En algún momento de la tarde nos fundimos en uno solo con los militares rebeldes, o tendría que decir leales; pero es que ser leal, aquella jornada, era igual a ser rebelde. Un pueblo civil y militar se fundió en un solo abrazo que era rebelde y leal al mismo tiempo. Rebelde contra todo, leal a nosotros mismos.
No sé a qué hora llegamos a Miraflores, pero era tarde en la noche, todavía del sábado. Antes hicimos una parada en Plaza Venezuela, y llamé a mi esposa desde un teléfono público. “Lo hicimos”, le dije, casi sin voz, pero era la voz de muchos, también la de ella.
Esa noche en la Urdaneta, muy cerca de Miraflores, vi por primera vez, de manera nítida, lo que volví a ver muchas veces: la extraordinaria diversidad del pueblo chavista. Trashumantes, pero también gente muy pudiente. Mucha gente que uno no imaginaría presente en una circunstancia como esa. Gente común y corriente, idéntica a la que uno se cruza en la calle todo el tiempo. Entonces, más que inevitables, las preguntas se hacen irreversibles: así es la gente que participa en una rebelión popular, ahora lo sabes. Así se derrumban las verdades preestablecidas.
Cuando la madrugada del domingo 14 vio llegar los helicópteros que traían de vuelta a Chávez, esa masa aparentemente informe, aparentemente fuera de lugar, aparentemente sin atributos que es el chavismo, finalmente pudo apreciar la grandeza de su obra. Tan inmensa, que es justicia reconocer sus limitaciones: simplemente no sé cómo describir el que es uno de los momentos más felices de mi vida, y sé que el de millones.
Corrí a mi casa, no recuerdo cómo, a través de qué medios, a escucharlo a Chávez. No quería perderme sus palabras. Por fortuna, llegué a tiempo. Entonces vivíamos casi clandestinos, en una zona muy antichavista. Sin embargo, apenas apareció el hombre en televisión se multiplicaron las expresiones de algarabía, incluyendo las detonaciones alborozadas de mi vecino. Ese día aprendí que solemos ser más de los que creemos.
Aquellos días en que me hice hombre, políticamente hablando, hombre común y corriente, entendí que el pueblo chavista es como el Virgilio de La Divina Comedia, que fue “sacado de la enorme garganta del infierno a fin de enseñarle el camino”.

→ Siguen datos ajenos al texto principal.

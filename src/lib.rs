#![allow(clippy::doc_markdown)] // Allow technical terms like PostgreSQL, SQLx in docs
#![allow(clippy::missing_errors_doc)] // Allow public functions without # Errors sections
#![allow(clippy::must_use_candidate)] // Allow methods without must_use when context is clear

//! # Gamify Core
//!
//! Request handlers for a gamified task tracker.
//!
//! ## Overview
//!
//! Three stateless services sit behind a serverless fabric, one per resource:
//!
//! - **users**: look up a user by telegram id, create-or-rename a user, and
//!   award experience with single-step level promotion
//! - **tasks**: list a user's tasks by status, create tasks, and move tasks
//!   between statuses
//! - **achievements**: list the catalog with a user's percentage progress,
//!   and add progress that unlocks an achievement once its requirement is met
//!
//! Each service accepts an HTTP-like [`HandlerEvent`] and returns a
//! [`HandlerResponse`] carrying a JSON body and permissive CORS headers.
//! Every read-modify-write runs as a single SQL statement so concurrent
//! invocations cannot lose updates.
//!
//! ## Module Organization
//!
//! - [`handlers`] - The three services and the event envelope
//! - [`store`] - Storage traits with PostgreSQL and in-memory backends
//! - [`models`] - Row types and their SQL
//! - [`progression`] - Level, percentage and unlock arithmetic
//! - [`config`] - Layered TOML and environment configuration
//! - [`logging`] - Structured logging setup
//! - [`web`] - Local axum front door for development
//!
//! ## Quick Start
//!
//! ```rust,no_run
//! use gamify_core::config::GamifyConfig;
//! use gamify_core::database::DatabaseConnection;
//! use gamify_core::handlers::{EventHandler, GamifyHandlers, HandlerEvent};
//! use gamify_core::store::PgStore;
//! use std::sync::Arc;
//!
//! # async fn example() -> Result<(), Box<dyn std::error::Error>> {
//! let config = GamifyConfig::load()?;
//! let connection = DatabaseConnection::connect(&config.database).await?;
//! let store = Arc::new(PgStore::new(connection.pool().clone()));
//! let handlers = GamifyHandlers::new(store, &config);
//!
//! let event = HandlerEvent::new("GET").with_query("telegram_id", "555");
//! let response = handlers.users.handle(event).await;
//! println!("{} {}", response.status_code, response.body);
//! # Ok(())
//! # }
//! ```
//!
//! ## Testing
//!
//! ```bash
//! cargo test                             # Unit tests against the in-memory store
//! cargo test --features database-tests   # PostgreSQL tests; needs DATABASE_URL
//! ```

pub mod config;
pub mod constants;
pub mod database;
pub mod error;
pub mod handlers;
pub mod logging;
pub mod models;
pub mod progression;
pub mod store;
pub mod web;

pub use config::{ConfigLoader, GamifyConfig};
pub use constants::TaskPriority;
pub use error::{GamifyError, Result};
pub use handlers::{
    AchievementService, EventHandler, GamifyHandlers, HandlerEvent, HandlerResponse, TaskService,
    UserService,
};
pub use store::{AchievementStore, PgStore, TaskStore, UserStore};
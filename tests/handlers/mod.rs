//! Handler Tests Module
//!
//! Drive the three services through [`gamify_core::store::PgStore`] the way
//! the calling fabric would: events in, JSON responses out.

pub mod concurrency;
pub mod flow;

Ahora, cuando las mismas fuerzas que fraguaron el zarpazo de 2002 pretenden que regresemos al infierno, es cuando más cerca quiero estar de mi fiel compañero. ¿Cómo proseguir mi viaje si no es junto al pueblo del que formo parte? ¿Cómo subir cuál montaña? Como entonces, hoy puedo comprender las cosas cuando ocurren y no quince años después. Hoy comprendo que con aquel pueblo de abril, hasta el fin del mundo.